• TASK INSTRUCTIONS: Each record should be written out exactly as it stands.

• DATA FOR PROCESSING:
====

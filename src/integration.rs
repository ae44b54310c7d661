//! Integration module connecting detectors, trackers, frame sources and
//! storage into a per-frame tracking pipeline.
//!
//! The traits here are the seams for external collaborators; bundled
//! implementations live in [`crate::backends`] and [`crate::tracker`].

mod annotator;
mod detector;
mod pipeline;
mod source;
mod tracker;

pub use annotator::FrameAnnotator;
pub use detector::DetectionSource;
pub use pipeline::{PipelineState, RunSummary, StopHandle, StopReason, TrackingPipeline};
pub use source::{Frame, FrameSource};
pub use tracker::MultiObjectTracker;
//! Builder for creating Detection objects from various box formats.

use super::types::Detection;
use crate::geometry::BBox;

/// Builder for creating `Detection` objects from various input formats.
#[derive(Debug, Clone, Default)]
pub struct DetectionBuilder {
    bbox: BBox,
    class_id: u32,
    confidence: f32,
}

impl DetectionBuilder {
    /// Create a new detection builder.
    pub fn new() -> Self {
        Self::default()
    }

    /// Set bounding box in TLBR format (x1, y1, x2, y2).
    pub fn tlbr(mut self, x1: f32, y1: f32, x2: f32, y2: f32) -> Self {
        self.bbox = BBox::new(x1, y1, x2, y2);
        self
    }

    /// Set bounding box in XYWH format (center_x, center_y, width, height).
    pub fn xywh(mut self, cx: f32, cy: f32, w: f32, h: f32) -> Self {
        self.bbox = BBox::from_xywh(cx, cy, w, h);
        self
    }

    pub fn class_id(mut self, class_id: u32) -> Self {
        self.class_id = class_id;
        self
    }

    /// Set the confidence score.
    pub fn confidence(mut self, confidence: f32) -> Self {
        self.confidence = confidence;
        self
    }

    /// Build the final `Detection`.
    pub fn build(self) -> Detection {
        Detection::from_bbox(self.bbox, self.class_id, self.confidence)
    }
}

#[cfg(test)]
mod tests {
    use super::*;

    #[test]
    fn test_detection_builder() {
        let det = DetectionBuilder::new()
            .tlbr(10.0, 20.0, 50.0, 80.0)
            .class_id(2)
            .confidence(0.95)
            .build();

        assert_eq!(det.confidence, 0.95);
        assert_eq!(det.class_id, 2);
        assert_eq!(det.bbox.to_tlbr(), [10.0, 20.0, 50.0, 80.0]);
    }

    #[test]
    fn test_center_format() {
        let det = DetectionBuilder::new().xywh(30.0, 50.0, 40.0, 60.0).build();
        assert_eq!(det.bbox.to_tlbr(), [10.0, 20.0, 50.0, 80.0]);
    }
}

====

• SOLUTION:
filename src/integration.rs
repository ae44b54310c7d661
//! Integration module connecting detectors, trackers, frame sources and
//! storage into a per-frame tracking pipeline.
//!
//! The traits here are the seams for external collaborators; bundled
//! implementations live in [`crate::backends`] and [`crate::tracker`].

mod annotator;
mod detector;
mod pipeline;
mod source;
mod tracker;

pub use annotator::FrameAnnotator;
pub use detector::DetectionSource;
pub use pipeline::{PipelineState, RunSummary, StopHandle, StopReason, TrackingPipeline};
pub use source::{Frame, FrameSource};
pub use tracker::MultiObjectTracker;
//! Builder for creating Detection objects from various box formats.

use super::types::Detection;
use crate::geometry::BBox;

/// Builder for creating `Detection` objects from various input formats.
#[derive(Debug, Clone, Default)]
pub struct DetectionBuilder {
    bbox: BBox,
    class_id: u32,
    confidence: f32,
}

impl DetectionBuilder {
    /// Create a new detection builder.
    pub fn new() -> Self {
        Self::default()
    }

    /// Set bounding box in TLBR format (x1, y1, x2, y2).
    pub fn tlbr(mut self, x1: f32, y1: f32, x2: f32, y2: f32) -> Self {
        self.bbox = BBox::new(x1, y1, x2, y2);
        self
    }

    /// Set bounding box in XYWH format (center_x, center_y, width, height).
    pub fn xywh(mut self, cx: f32, cy: f32, w: f32, h: f32) -> Self {
        self.bbox = BBox::from_xywh(cx, cy, w, h);
        self
    }

    pub fn class_id(mut self, class_id: u32) -> Self {
        self.class_id = class_id;
        self
    }

    /// Set the confidence score.
    pub fn confidence(mut self, confidence: f32) -> Self {
        self.confidence = confidence;
        self
    }

    /// Build the final `Detection`.
    pub fn build(self) -> Detection {
        Detection::from_bbox(self.bbox, self.class_id, self.confidence)
    }
}

#[cfg(test)]
mod tests {
    use super::*;

    #[test]
    fn test_detection_builder() {
        let det = DetectionBuilder::new()
            .tlbr(10.0, 20.0, 50.0, 80.0)
            .class_id(2)
            .confidence(0.95)
            .build();

        assert_eq!(det.confidence, 0.95);
        assert_eq!(det.class_id, 2);
        assert_eq!(det.bbox.to_tlbr(), [10.0, 20.0, 50.0, 80.0]);
    }

    #[test]
    fn test_center_format() {
        let det = DetectionBuilder::new().xywh(30.0, 50.0, 40.0, 60.0).build();
        assert_eq!(det.bbox.to_tlbr(), [10.0, 20.0, 50.0, 80.0]);
    }
}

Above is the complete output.